Relevant insights also arise from non-pharmacological weight loss interventions, such as metabolic bariatric surgery (MBS). Evidence suggests that MBS improves erectile function through mechanisms related to weight loss and T2D remission. On the contrary, although postoperative testosterone levels increase, they do not seem to independently improve ED [213]. Notably, metabolomic studies indicate that GLP-1 RAs induce modest metabolic changes primarily related to glycemic control and appetite, whereas MBS triggers broader shifts in gut hormone signaling and nutrient sensing [214,215]. Despite emerging evidence, comparative data evaluating the effects of GLP-1 RAs, tirzepatide, and MBS on erectile function remain lacking.

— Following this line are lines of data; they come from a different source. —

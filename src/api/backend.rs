use crate::error::PriceWatchError;
use crate::model::{AlertRequest, PriceHistory};
use async_trait::async_trait;

/// The price-history service the tracker talks to.
#[async_trait]
pub trait PriceBackend: Send + Sync {
    async fn fetch_history(&self, url: &str) -> Result<PriceHistory, PriceWatchError>;

    async fn create_alert(&self, request: &AlertRequest) -> Result<(), PriceWatchError>;
}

In conclusion, ED represents a common yet frequently underrecognized microvascular complication of diabetes, influenced by a broad spectrum of risk factors. Emerging preclinical and clinical evidence suggests that GLP-1 RAs may exert beneficial effects on erectile function, potentially exceeding those of other antidiabetic therapies. Nevertheless, conclusions remain premature. Concurrently, recent reports have raised concerns regarding possible ED development among GLP-1 RA users. However, these observations are limited by methodological shortcomings, and the strength of the association appears weak. Further mechanistic investigations are warranted to delineate the underlying biological pathways, while rigorously designed, long-term RCTs with erectile function as a predefined primary endpoint are essential. Until such data become available, clinicians should remain vigilant for symptoms of ED following the initiation or dose titration of GLP-1 RAs and be prepared to implement appropriate therapeutic strategies. Figure 5 summarizes the key features of diabetes-related ED and outlines the current evidence regarding the effects of GLP-1 RAs on erectile function.